# Reason @ Mythos007



## AKM<2b> (20. Februar 2002)

ein engagierter Reason Nutzer... Juhuuuuu.

Willste ab heute mein bester Freund sein...
Ich hab ja schon drauf gewartet, dass sich endlich mal wer damit beschäftigt...
Und mir überlegt ob ich mal einige Tutorials schreibe. Allerdings interresiert das ja keinen.. noch nicht.
Aber wir könnten ja mal die Reason - Alliance starten.
Wär cool wenn du mal einige deiner Werke postetst und mal deinen Senf zum Thema abgibst...

Schissi sagt 2b

//edit
boah fett ich hab meinen ersten goldenen Stern.
//


----------



## Mythos007 (20. Februar 2002)

Challz zusammen, chellaz AKM<2b>,

Supi, also ich werde gleich wenn ich aus der Arbeit
komme meine Werke mal zusammen suchen ...
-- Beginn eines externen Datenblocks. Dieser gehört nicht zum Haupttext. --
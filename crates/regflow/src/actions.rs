//! Shared UI context for page objects: a waiter plus the configured budgets.

use std::time::Duration;

use tracing::debug;

use crate::config::Timeouts;
use crate::driver::{Effect, PageDriver};
use crate::locator::{LogicalElement, NodePath, Resolved};
use crate::result::RegflowResult;
use crate::wait::{Predicate, WaitCondition, Waiter};

/// Tags that wrap the clickable region instead of being it
pub const WRAPPER_TAGS: [&str; 2] = ["span", "label"];

/// Node a click on `resolved` should land on.
///
/// Text wrappers are redirected to their structural parent; anything else is
/// clicked directly.
#[must_use]
pub fn click_target(resolved: &Resolved) -> NodePath {
    if WRAPPER_TAGS.contains(&resolved.state.tag.as_str()) {
        resolved.path.parent()
    } else {
        resolved.path.clone()
    }
}

/// Everything a page object needs to act on the page
#[derive(Debug, Clone, Copy)]
pub struct Ui<'d> {
    waiter: Waiter<'d>,
    timeouts: Timeouts,
}

impl<'d> Ui<'d> {
    /// Bind a driver and budgets
    #[must_use]
    pub fn new(driver: &'d dyn PageDriver, timeouts: Timeouts) -> Self {
        Self {
            waiter: Waiter::new(driver, timeouts.wait_options()),
            timeouts,
        }
    }

    /// Configured budgets
    #[must_use]
    pub const fn timeouts(&self) -> &Timeouts {
        &self.timeouts
    }

    /// The underlying driver
    #[must_use]
    pub fn driver(&self) -> &'d dyn PageDriver {
        self.waiter.driver()
    }

    /// The waiter
    #[must_use]
    pub const fn waiter(&self) -> &Waiter<'d> {
        &self.waiter
    }

    /// Wait for `predicate` and return the node it held on
    pub async fn wait(
        &self,
        element: &LogicalElement,
        predicate: Predicate,
        timeout: Duration,
    ) -> RegflowResult<Resolved> {
        let condition = WaitCondition::new(element.clone(), predicate, timeout);
        self.waiter
            .await_condition(&condition)
            .await?
            .into_resolved(element.role())
    }

    /// Wait visible, then click with wrapper redirection
    pub async fn click(&self, element: &LogicalElement, timeout: Duration) -> RegflowResult<()> {
        let condition = WaitCondition::new(element.clone(), Predicate::Visible, timeout);
        let resolved = self
            .waiter
            .perform(&condition, &[Effect::Click], click_target)
            .await?;
        debug!(role = element.role(), tag = %resolved.state.tag, "clicked");
        Ok(())
    }

    /// Wait for `predicate`, then apply `effects` to the node itself
    pub async fn apply(
        &self,
        element: &LogicalElement,
        predicate: Predicate,
        effects: &[Effect],
        timeout: Duration,
    ) -> RegflowResult<Resolved> {
        let condition = WaitCondition::new(element.clone(), predicate, timeout);
        self.waiter
            .perform(&condition, effects, |r| r.path.clone())
            .await
    }

    /// Wait until the element accepts input, then apply `effects` to it
    pub async fn edit(
        &self,
        element: &LogicalElement,
        effects: &[Effect],
        timeout: Duration,
    ) -> RegflowResult<Resolved> {
        self.apply(element, Predicate::Editable, effects, timeout)
            .await
    }

    /// Wait until the element accepts input, then type `text`
    pub async fn type_into(
        &self,
        element: &LogicalElement,
        text: &str,
        timeout: Duration,
    ) -> RegflowResult<()> {
        self.edit(element, &[Effect::Type(text.to_string())], timeout)
            .await
            .map(|_| ())
    }

    /// Single non-waiting lookup
    pub async fn find(&self, element: &LogicalElement) -> RegflowResult<Option<Resolved>> {
        crate::locator::resolve_once(self.driver(), element).await
    }
}
//! Run settings: target URL, bot tag, account credentials and per-step timeouts.
//!
//! Settings come from a YAML file using the flat dotted keys the suite has
//! always used, with environment overrides for CI:
//!
//! ```yaml
//! base.url: https://web.telegram.org
//! bot.username: registration_bot
//! number.phone: "+79992119999"
//! password: hunter2
//! timeouts:
//!   code_entry_ms: 300000
//! ```

use std::collections::BTreeMap;
use std::fmt;
use std::path::Path;
use std::time::Duration;

use regex::Regex;
use serde::{Deserialize, Serialize};

use crate::result::{RegflowError, RegflowResult};
use crate::wait::{WaitOptions, DEFAULT_POLL_INTERVAL_MS, DEFAULT_WAIT_TIMEOUT_MS};

/// Environment variable overriding `base.url`
pub const ENV_BASE_URL: &str = "REGFLOW_BASE_URL";
/// Environment variable overriding `bot.username`
pub const ENV_BOT_USERNAME: &str = "REGFLOW_BOT_USERNAME";
/// Environment variable overriding `number.phone`
pub const ENV_NUMBER_PHONE: &str = "REGFLOW_NUMBER_PHONE";
/// Environment variable overriding `password`
pub const ENV_PASSWORD: &str = "REGFLOW_PASSWORD";

const PHONE_PATTERN: &str = r"^(?:\+(\d{7,15})|8(\d{10}))$";

/// A phone number in international form: `+`, country code, subscriber digits.
///
/// The domestic Russian form `8XXXXXXXXXX` is accepted and rewritten to
/// `+7XXXXXXXXXX`. Any other number must carry its `+` and country code.
#[derive(Debug, Clone, PartialEq, Eq, Serialize, Deserialize)]
#[serde(try_from = "PhoneValue", into = "String")]
pub struct PhoneNumber(String);

/// YAML reads an unquoted number as an integer
#[derive(Deserialize)]
#[serde(untagged)]
enum PhoneValue {
    Text(String),
    Digits(u64),
}

impl TryFrom<PhoneValue> for PhoneNumber {
    type Error = RegflowError;

    fn try_from(value: PhoneValue) -> Result<Self, Self::Error> {
        match value {
            PhoneValue::Text(text) => Self::parse(&text),
            PhoneValue::Digits(digits) => Err(RegflowError::config(format!(
                "number.phone was read as the integer {digits}, which drops a leading '+' or '0'; quote it as a string"
            ))),
        }
    }
}

impl From<PhoneNumber> for String {
    fn from(number: PhoneNumber) -> Self {
        number.0
    }
}

impl PhoneNumber {
    /// Validate a phone number and bring it to international form,
    /// ignoring surrounding whitespace
    pub fn parse(text: &str) -> RegflowResult<Self> {
        let text = text.trim();
        let pattern = Regex::new(PHONE_PATTERN)
            .map_err(|e| RegflowError::config(format!("phone pattern: {e}")))?;
        let caps = pattern.captures(text).ok_or_else(|| {
            RegflowError::config(format!(
                "number.phone '{text}' is not a phone number (expected '+' and 7-15 digits, or 8 and 10 digits)"
            ))
        })?;
        match (caps.get(1), caps.get(2)) {
            (Some(international), _) => Ok(Self(format!("+{}", international.as_str()))),
            (None, Some(trunk)) => Ok(Self(format!("+7{}", trunk.as_str()))),
            (None, None) => Err(RegflowError::config(format!(
                "number.phone '{text}' is not a phone number"
            ))),
        }
    }

    /// The number in international form, always starting with `+`
    #[must_use]
    pub fn as_str(&self) -> &str {
        &self.0
    }
}

impl fmt::Display for PhoneNumber {
    fn fmt(&self, f: &mut fmt::Formatter<'_>) -> fmt::Result {
        f.write_str(&self.0)
    }
}

/// Per-step wait budgets in milliseconds
#[derive(Debug, Clone, Copy, PartialEq, Eq, Serialize, Deserialize)]
#[serde(default)]
pub struct Timeouts {
    /// Any wait without a dedicated budget
    pub default_ms: u64,
    /// Interval between DOM polls
    pub poll_interval_ms: u64,
    /// Start screen controls
    pub start_ms: u64,
    /// Phone number input
    pub phone_input_ms: u64,
    /// One-time code field appearing
    pub code_appear_ms: u64,
    /// Human entering the one-time code
    pub code_entry_ms: u64,
    /// Password field
    pub password_ms: u64,
    /// Chat list after login
    pub chat_list_ms: u64,
    /// Controls inside a conversation
    pub chat_control_ms: u64,
}

impl Default for Timeouts {
    fn default() -> Self {
        Self {
            default_ms: DEFAULT_WAIT_TIMEOUT_MS,
            poll_interval_ms: DEFAULT_POLL_INTERVAL_MS,
            start_ms: 20_000,
            phone_input_ms: 20_000,
            code_appear_ms: 30_000,
            code_entry_ms: 180_000,
            password_ms: 15_000,
            chat_list_ms: 120_000,
            chat_control_ms: 20_000,
        }
    }
}

impl Timeouts {
    /// Every budget set to `ms`; handy for tests
    #[must_use]
    pub const fn uniform(ms: u64) -> Self {
        Self {
            default_ms: ms,
            poll_interval_ms: DEFAULT_POLL_INTERVAL_MS,
            start_ms: ms,
            phone_input_ms: ms,
            code_appear_ms: ms,
            code_entry_ms: ms,
            password_ms: ms,
            chat_list_ms: ms,
            chat_control_ms: ms,
        }
    }

    /// Polling options for the waiter
    #[must_use]
    pub const fn wait_options(&self) -> WaitOptions {
        WaitOptions {
            timeout_ms: self.default_ms,
            poll_interval_ms: self.poll_interval_ms,
        }
    }

    /// Budget for waits without a dedicated one
    #[must_use]
    pub const fn default_wait(&self) -> Duration {
        Duration::from_millis(self.default_ms)
    }

    /// Start screen budget
    #[must_use]
    pub const fn start(&self) -> Duration {
        Duration::from_millis(self.start_ms)
    }

    /// Phone input budget
    #[must_use]
    pub const fn phone_input(&self) -> Duration {
        Duration::from_millis(self.phone_input_ms)
    }

    /// Budget for the code field to appear
    #[must_use]
    pub const fn code_appear(&self) -> Duration {
        Duration::from_millis(self.code_appear_ms)
    }

    /// Budget for a human to enter the code
    #[must_use]
    pub const fn code_entry(&self) -> Duration {
        Duration::from_millis(self.code_entry_ms)
    }

    /// Password field budget
    #[must_use]
    pub const fn password(&self) -> Duration {
        Duration::from_millis(self.password_ms)
    }

    /// Chat list budget
    #[must_use]
    pub const fn chat_list(&self) -> Duration {
        Duration::from_millis(self.chat_list_ms)
    }

    /// Conversation controls budget
    #[must_use]
    pub const fn chat_control(&self) -> Duration {
        Duration::from_millis(self.chat_control_ms)
    }

    fn validate(&self) -> RegflowResult<()> {
        if self.poll_interval_ms == 0 {
            return Err(RegflowError::config("timeouts.poll_interval_ms must be positive"));
        }
        if self.code_entry_ms < self.code_appear_ms {
            return Err(RegflowError::config(
                "timeouts.code_entry_ms must not be shorter than code_appear_ms",
            ));
        }
        Ok(())
    }
}

/// Settings for one run
#[derive(Clone, PartialEq, Eq, Serialize, Deserialize)]
pub struct Settings {
    /// Web client URL
    #[serde(rename = "base.url")]
    pub base_url: String,
    /// Tag of the bot under test
    #[serde(rename = "bot.username")]
    pub bot_username: String,
    /// Account phone number
    #[serde(rename = "number.phone")]
    pub phone: PhoneNumber,
    /// Cloud password of the account
    pub password: String,
    /// Wait budgets
    #[serde(default)]
    pub timeouts: Timeouts,
}

impl fmt::Debug for Settings {
    fn fmt(&self, f: &mut fmt::Formatter<'_>) -> fmt::Result {
        f.debug_struct("Settings")
            .field("base_url", &self.base_url)
            .field("bot_username", &self.bot_username)
            .field("phone", &self.phone)
            .field("password", &"<redacted>")
            .field("timeouts", &self.timeouts)
            .finish()
    }
}

impl Settings {
    /// Parse and validate settings from YAML
    pub fn from_yaml(yaml: &str) -> RegflowResult<Self> {
        let settings: Self = serde_yaml_ng::from_str(yaml)?;
        settings.validate()?;
        Ok(settings)
    }

    /// Read settings from a file, then apply environment overrides
    pub fn load(path: &Path) -> RegflowResult<Self> {
        let text = std::fs::read_to_string(path).map_err(|e| {
            RegflowError::config(format!("cannot read {}: {e}", path.display()))
        })?;
        let mut settings: Self = serde_yaml_ng::from_str(&text)?;
        settings.apply_overrides(|key| std::env::var(key).ok())?;
        settings.validate()?;
        Ok(settings)
    }

    /// Override fields from a variable lookup (the process environment in `load`)
    pub fn apply_overrides<F>(&mut self, lookup: F) -> RegflowResult<()>
    where
        F: Fn(&str) -> Option<String>,
    {
        if let Some(url) = lookup(ENV_BASE_URL) {
            self.base_url = url;
        }
        if let Some(tag) = lookup(ENV_BOT_USERNAME) {
            self.bot_username = tag;
        }
        if let Some(number) = lookup(ENV_NUMBER_PHONE) {
            self.phone = PhoneNumber::parse(&number)?;
        }
        if let Some(password) = lookup(ENV_PASSWORD) {
            self.password = password;
        }
        Ok(())
    }

    /// Check field contents
    pub fn validate(&self) -> RegflowResult<()> {
        if !(self.base_url.starts_with("http://") || self.base_url.starts_with("https://")) {
            return Err(RegflowError::config(format!(
                "base.url '{}' must start with http:// or https://",
                self.base_url
            )));
        }
        if self.bot_username.trim().is_empty() {
            return Err(RegflowError::config("bot.username is empty"));
        }
        if self.password.is_empty() {
            return Err(RegflowError::config("password is empty"));
        }
        self.timeouts.validate()
    }

    /// Values for `${key}` placeholders in scenario files
    #[must_use]
    pub fn placeholders(&self) -> BTreeMap<&'static str, String> {
        BTreeMap::from([
            ("base.url", self.base_url.clone()),
            ("bot.username", self.bot_username.clone()),
            ("number.phone", self.phone.to_string()),
            ("password", self.password.clone()),
        ])
    }
}

#[cfg(test)]
#[allow(clippy::unwrap_used, clippy::expect_used)]
mod tests {
    use super::*;

    const YAML: &str = r#"
base.url: https://web.telegram.org
bot.username: registration_bot
number.phone: "89992119999"
password: s3cret
"#;

    mod phone_tests {
        use super::*;

        #[test]
        fn test_accepts_local_and_international() {
            assert_eq!(PhoneNumber::parse(" +79992119999 ").unwrap().as_str(), "+79992119999");
            assert_eq!(PhoneNumber::parse("+442071838750").unwrap().as_str(), "+442071838750");
        }

        #[test]
        fn test_trunk_prefix_becomes_country_code() {
            assert_eq!(PhoneNumber::parse("89992119999").unwrap().as_str(), "+79992119999");
        }

        #[test]
        fn test_rejects_garbage() {
            for bad in [
                "",
                "+",
                "12345",
                "8-999-211-99-99",
                "+1234567890123456",
                "abc1234567",
                "79992119999",
                "8999211999",
            ] {
                assert!(PhoneNumber::parse(bad).is_err(), "{bad} should be rejected");
            }
        }

        #[test]
        fn test_unquoted_yaml_number_is_rejected() {
            for unquoted in ["+79992119999", "89992119999"] {
                let yaml = YAML.replace("\"89992119999\"", unquoted);
                let err = Settings::from_yaml(&yaml).unwrap_err();
                assert!(err.to_string().contains("quote it"), "{unquoted}: {err}");
            }
        }
    }

    mod settings_tests {
        use super::*;

        #[test]
        fn test_parses_dotted_keys() {
            let settings = Settings::from_yaml(YAML).unwrap();
            assert_eq!(settings.base_url, "https://web.telegram.org");
            assert_eq!(settings.bot_username, "registration_bot");
            assert_eq!(settings.timeouts, Timeouts::default());
        }

        #[test]
        fn test_partial_timeouts_keep_defaults() {
            let yaml = format!("{YAML}timeouts:\n  code_entry_ms: 300000\n");
            let settings = Settings::from_yaml(&yaml).unwrap();
            assert_eq!(settings.timeouts.code_entry(), Duration::from_secs(300));
            assert_eq!(settings.timeouts.chat_list(), Duration::from_secs(120));
        }

        #[test]
        fn test_rejects_bad_url() {
            let yaml = YAML.replace("https://web.telegram.org", "web.telegram.org");
            let err = Settings::from_yaml(&yaml).unwrap_err();
            assert!(err.to_string().contains("base.url"));
        }

        #[test]
        fn test_rejects_missing_key() {
            let yaml = YAML.replace("password: s3cret\n", "");
            assert!(matches!(
                Settings::from_yaml(&yaml).unwrap_err(),
                RegflowError::Yaml(_)
            ));
        }

        #[test]
        fn test_rejects_code_entry_shorter_than_appearance() {
            let yaml = format!("{YAML}timeouts:\n  code_entry_ms: 1000\n");
            assert!(Settings::from_yaml(&yaml).is_err());
        }

        #[test]
        fn test_debug_redacts_password() {
            let settings = Settings::from_yaml(YAML).unwrap();
            let debug = format!("{settings:?}");
            assert!(!debug.contains("s3cret"));
            assert!(debug.contains("<redacted>"));
        }

        #[test]
        fn test_overrides() {
            let mut settings = Settings::from_yaml(YAML).unwrap();
            settings
                .apply_overrides(|key| match key {
                    ENV_BOT_USERNAME => Some("other_bot".to_string()),
                    ENV_NUMBER_PHONE => Some("+79990000000".to_string()),
                    _ => None,
                })
                .unwrap();
            assert_eq!(settings.bot_username, "other_bot");
            assert_eq!(settings.phone.as_str(), "+79990000000");
            assert_eq!(settings.password, "s3cret");
        }

        #[test]
        fn test_invalid_override_is_rejected() {
            let mut settings = Settings::from_yaml(YAML).unwrap();
            let result = settings.apply_overrides(|key| {
                (key == ENV_NUMBER_PHONE).then(|| "call me".to_string())
            });
            assert!(result.is_err());
        }

        #[test]
        fn test_load_from_file() {
            let dir = tempfile::tempdir().unwrap();
            let path = dir.path().join("regflow.yaml");
            std::fs::write(&path, YAML).unwrap();
            let settings = Settings::load(&path).unwrap();
            assert_eq!(settings.password, "s3cret");
        }

        #[test]
        fn test_placeholders() {
            let settings = Settings::from_yaml(YAML).unwrap();
            let values = settings.placeholders();
            assert_eq!(values["number.phone"], "+79992119999");
            assert_eq!(values.len(), 4);
        }
    }
}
Hast du vielleicht schon ein Paar stücke von Dir
die ich mir mal anhören könnte ???

Bis dann dann euer Mythos

N.S.: Auf eine Reason Zusammenarbeit


----------



## AKM<2b> (20. Februar 2002)

*naja*

also ich habe die letzten 4 monate damit zugebracht reason in seiner komplexität zu verstehen...
deshalb sind bis jetzt nur testloops rausgekommen.
ich hätte da einige lieder die ich vorher mit fruityloops gemacht habe.
hier der entsprechende Link 

Was für musik machst du denn so (stil)...Bin schon gespannt wie hölle.

Wir müssten dann mal die Admins fragen ob die noch ein Forum für Sound-Tuts eröffnen... aber erstmal müssten wir tuts machen..
Ich melde mich freiwillig für Tutorials zur Bedienung und Einstellungen von Subtractor, Dr.Rex + Recycle und NN19...

Tschö sagt 2b


----------